◆ What this task involves: Pick out all lines of the entries that include the word "AppState" and copy them.

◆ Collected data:
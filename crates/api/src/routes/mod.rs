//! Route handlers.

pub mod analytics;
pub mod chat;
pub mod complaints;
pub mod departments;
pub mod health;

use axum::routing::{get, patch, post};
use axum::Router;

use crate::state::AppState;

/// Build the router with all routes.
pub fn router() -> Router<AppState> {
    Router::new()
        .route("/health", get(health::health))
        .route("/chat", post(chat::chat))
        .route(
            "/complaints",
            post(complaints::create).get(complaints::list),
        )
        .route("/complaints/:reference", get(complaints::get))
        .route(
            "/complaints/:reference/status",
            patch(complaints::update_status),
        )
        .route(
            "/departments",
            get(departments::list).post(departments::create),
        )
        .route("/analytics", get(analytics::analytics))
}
...
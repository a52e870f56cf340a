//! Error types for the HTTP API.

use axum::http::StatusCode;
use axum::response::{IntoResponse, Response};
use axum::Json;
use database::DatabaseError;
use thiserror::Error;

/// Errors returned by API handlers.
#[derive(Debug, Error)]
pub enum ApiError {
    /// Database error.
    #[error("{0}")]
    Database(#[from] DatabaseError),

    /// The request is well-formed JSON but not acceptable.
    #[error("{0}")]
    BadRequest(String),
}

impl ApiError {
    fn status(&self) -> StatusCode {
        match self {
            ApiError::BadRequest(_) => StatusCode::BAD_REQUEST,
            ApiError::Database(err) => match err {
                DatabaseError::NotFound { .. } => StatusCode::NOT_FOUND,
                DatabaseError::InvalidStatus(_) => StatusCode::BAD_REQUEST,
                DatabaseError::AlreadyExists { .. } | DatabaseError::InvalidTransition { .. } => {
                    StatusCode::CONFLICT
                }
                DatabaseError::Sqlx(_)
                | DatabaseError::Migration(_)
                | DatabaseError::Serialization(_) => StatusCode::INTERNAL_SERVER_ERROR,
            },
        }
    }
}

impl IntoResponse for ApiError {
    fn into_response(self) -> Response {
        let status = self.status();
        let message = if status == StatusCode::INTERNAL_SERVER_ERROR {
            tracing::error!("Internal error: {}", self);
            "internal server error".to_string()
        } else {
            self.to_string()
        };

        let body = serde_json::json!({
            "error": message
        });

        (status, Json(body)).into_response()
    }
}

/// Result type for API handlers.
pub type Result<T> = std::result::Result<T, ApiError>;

◆ Result below:
use crate::state::AppState;
pub fn router() -> Router<AppState> {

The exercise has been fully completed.